Article ID | Journal | Published Year | Pages | File Type |
---|---|---|---|---|
2582264 | Chemico-Biological Interactions | 2006 | 8 Pages |
We have previously shown that subclinical hypervitaminosis A in rats causes fragile bones. To begin to investigate possible mechanisms for Vitamin A action we extended our previous study. Forty-five mature female Sprague-Dawley rats were divided into three groups, each with 15 animals. They were fed a standard diet containing 12 IU Vitamin A per g pellet (control, C), or a standard diet supplemented with 120 IU (“10 × C”) or 600 IU (“50 × C”) Vitamin A/g pellet for 12 weeks. At the end of the study, serum retinyl esters were elevated 4- and 20-fold. Although neither average food intake nor final body weights were significantly different between groups, a dose-dependent reduction in serum levels of Vitamin D and E, but not Vitamin K, was found. In the 50 × C-group the length of the humerus was the same as in controls, but the diameter was reduced (−4.1%, p < 0.05). Peripheral quantitative computed tomography (pQCT) at the diaphysis showed that bone mineral density (BMD) was unchanged and that periosteal circumference had decreased significantly (−3.7%, p < 0.05).

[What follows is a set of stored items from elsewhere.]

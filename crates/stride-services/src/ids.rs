//! Short random hex identifiers.

use rand::RngCore;

/// Generate `n_bytes` of randomness as a lowercase hex string.
///
/// Session ids use 4 bytes (8 chars — short enough to read out loud),
/// participant ids 8 bytes. Uniqueness is checked by the caller where it
/// matters.
pub(crate) fn random_id(n_bytes: usize) -> String {
    let mut bytes = vec![0u8; n_bytes];
    rand::thread_rng().fill_bytes(&mut bytes);
    hex::encode(bytes)
}
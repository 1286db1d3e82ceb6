//! Wire-visible session types.
//!
//! Everything a client sees crosses the boundary as one of these shapes.
//! Session state and answer values are tagged enums rather than free-form
//! strings so the gateway cannot hand the engine an illegal value.

use serde::{Deserialize, Serialize};

/// Lifecycle state of one session.
#[derive(Debug, Clone, Copy, PartialEq, Eq, Serialize, Deserialize)]
#[serde(rename_all = "snake_case")]
pub enum SessionState {
    /// Accepting joins, no answers yet.
    Waiting,
    /// A walk is running — the current question accepts answers.
    InProgress,
    /// All questions answered. Terminal for the walk, not the session.
    Completed,
}

/// A participant's response to a question.
#[derive(Debug, Clone, Copy, PartialEq, Eq, Serialize, Deserialize)]
#[serde(rename_all = "snake_case")]
pub enum AnswerValue {
    Agree,
    Disagree,
}

/// Full state of a session as broadcast to every subscriber.
///
/// `current_question` is `-1` while waiting, the question index while in
/// progress, and `total_questions` once completed — monotonic across a walk.
#[derive(Debug, Clone, Serialize, Deserialize)]
pub struct Snapshot {
    pub session_id: String,
    pub name: String,
    pub state: SessionState,
    pub current_question: i64,
    /// Text of the open question. None unless in progress.
    pub question: Option<String>,
    pub total_questions: usize,
    /// Distinct participants who have answered the open question.
    pub answered_current: usize,
    pub participants: Vec<ParticipantView>,
    /// Final ranking, present only once the walk has completed.
    #[serde(skip_serializing_if = "Option::is_none")]
    pub ranked_final: Option<Vec<RankEntry>>,
}

/// One roster member as seen in a snapshot.
#[derive(Debug, Clone, Serialize, Deserialize)]
pub struct ParticipantView {
    pub id: String,
    pub nickname: String,
    pub position: i32,
    pub answered_current: bool,
    pub connected: bool,
}

/// One row of the final ranking. Ties in position keep join order.
#[derive(Debug, Clone, Serialize, Deserialize)]
pub struct RankEntry {
    /// 1-based. Equal positions share a rank.
    pub rank: usize,
    pub id: String,
    pub nickname: String,
    pub position: i32,
}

Ash weight of the humerus was not affected, but since bone volume decreased, volumetric BMD, as measured by the bone ash method, even increased (+2.5%, p < 0.05).In conclusion, interference with other fat-soluble Vitamins is a possible indirect mechanism of Vitamin A action. Moreover, BMD measurements do not reveal early adverse skeletal changes induced by moderate excesses of Vitamin A in rats. Since the WHO criterium for osteoporosis is based on BMD, further studies are warranted to examine whether this is also true in humans.